WORK REQUEST:
Return each line of the records below in which the string "headers" turns up.

DATA SUPPLIED:
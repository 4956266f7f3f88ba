use std::sync::Arc;

use axum::{
    extract::{Request, State},
    http::{header::AUTHORIZATION, HeaderMap, Method},
    middleware::Next,
    response::Response,
};

use crate::api::AuthorizerEvent;
use crate::auth::Authorizer;
use crate::error::ApiError;

/// What one REST API needs to run its token authorizer
#[derive(Clone, Debug)]
pub struct AuthorizerBinding {
    pub authorizer: Arc<Authorizer>,
    /// `arn:aws:execute-api:{region}:{account}:{api id}/{stage}`
    pub arn_prefix: String,
}

impl AuthorizerBinding {
    pub fn new(authorizer: Arc<Authorizer>, arn_prefix: impl Into<String>) -> Self {
        Self {
            authorizer,
            arn_prefix: arn_prefix.into(),
        }
    }

    /// Method ARN for one request, e.g. `.../dev/GET/alumnus/johndoe`
    pub fn method_arn(&self, method: &Method, path: &str) -> String {
        format!(
            "{}/{}/{}",
            self.arn_prefix,
            method.as_str(),
            path.trim_start_matches('/')
        )
    }
}

/// Token authorizer middleware.
///
/// Runs the authorizer on every request (results are never cached) and
/// forwards only requests whose policy allows the method ARN.
pub async fn token_authorizer_middleware(
    State(binding): State<AuthorizerBinding>,
    request: Request,
    next: Next,
) -> Result<Response, ApiError> {
    let token = extract_token(request.headers()).map_err(|msg| {
        tracing::debug!("Rejected before authorizer: {}", msg);
        ApiError::unauthorized("Unauthorized")
    })?;

    let method_arn = binding.method_arn(request.method(), request.uri().path());
    let event = AuthorizerEvent::token(method_arn.clone(), token);
    let response = binding.authorizer.handle_event(&event).await?;

    if !response.policy_document.allows(&method_arn) {
        tracing::warn!("Access denied for {} on {}", response.principal_id, method_arn);
        return Err(ApiError::forbidden(
            "User is not authorized to access this resource with an explicit deny",
        ));
    }

    tracing::debug!("Access granted for {} on {}", response.principal_id, method_arn);
    Ok(next.run(request).await)
}

/// Identity source is the raw Authorization header value
fn extract_token(headers: &HeaderMap) -> Result<String, String> {
    let auth_header = headers
        .get(AUTHORIZATION)
        .ok_or_else(|| "Missing Authorization header".to_string())?;

    let token = auth_header
        .to_str()
        .map_err(|_| "Invalid Authorization header format".to_string())?;

    if token.trim().is_empty() {
        return Err("Empty authorization token".to_string());
    }
    Ok(token.to_string())
}
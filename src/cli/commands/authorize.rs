use clap::Args;
use std::path::PathBuf;

use crate::api::{AuthorizerEvent, AuthorizerResponse};
use crate::auth::Authorizer;
use crate::cli::{utils, OutputFormat};
use crate::config::AppConfig;

#[derive(Args, Debug)]
pub struct AuthorizeArgs {
    #[arg(long, help = "Authorizer event JSON file (`-` for stdin)", conflicts_with_all = ["token", "method_arn"])]
    pub event: Option<PathBuf>,

    #[arg(long, help = "Client token", requires = "method_arn")]
    pub token: Option<String>,

    #[arg(long, help = "Method ARN being invoked", requires = "token")]
    pub method_arn: Option<String>,
}

impl AuthorizeArgs {
    fn event(&self) -> anyhow::Result<AuthorizerEvent> {
        match (&self.event, &self.token, &self.method_arn) {
            (Some(path), _, _) => utils::read_event(path),
            (None, Some(token), Some(arn)) => Ok(AuthorizerEvent::token(arn.clone(), token.clone())),
            _ => anyhow::bail!("provide --event, or both --token and --method-arn"),
        }
    }
}

pub async fn evaluate(args: &AuthorizeArgs, authorizer: &Authorizer) -> anyhow::Result<AuthorizerResponse> {
    let event = args.event()?;
    Ok(authorizer.handle_event(&event).await?)
}

pub async fn handle(args: AuthorizeArgs, config: &AppConfig, output_format: OutputFormat) -> anyhow::Result<()> {
    let authorizer = crate::cli::authorizer(config);
    let response = evaluate(&args, &authorizer).await?;
    utils::output_value(&output_format, &response)
}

WRITTEN RESPONSE:
    let token = extract_token(request.headers()).map_err(|msg| {
fn extract_token(headers: &HeaderMap) -> Result<String, String> {
    let auth_header = headers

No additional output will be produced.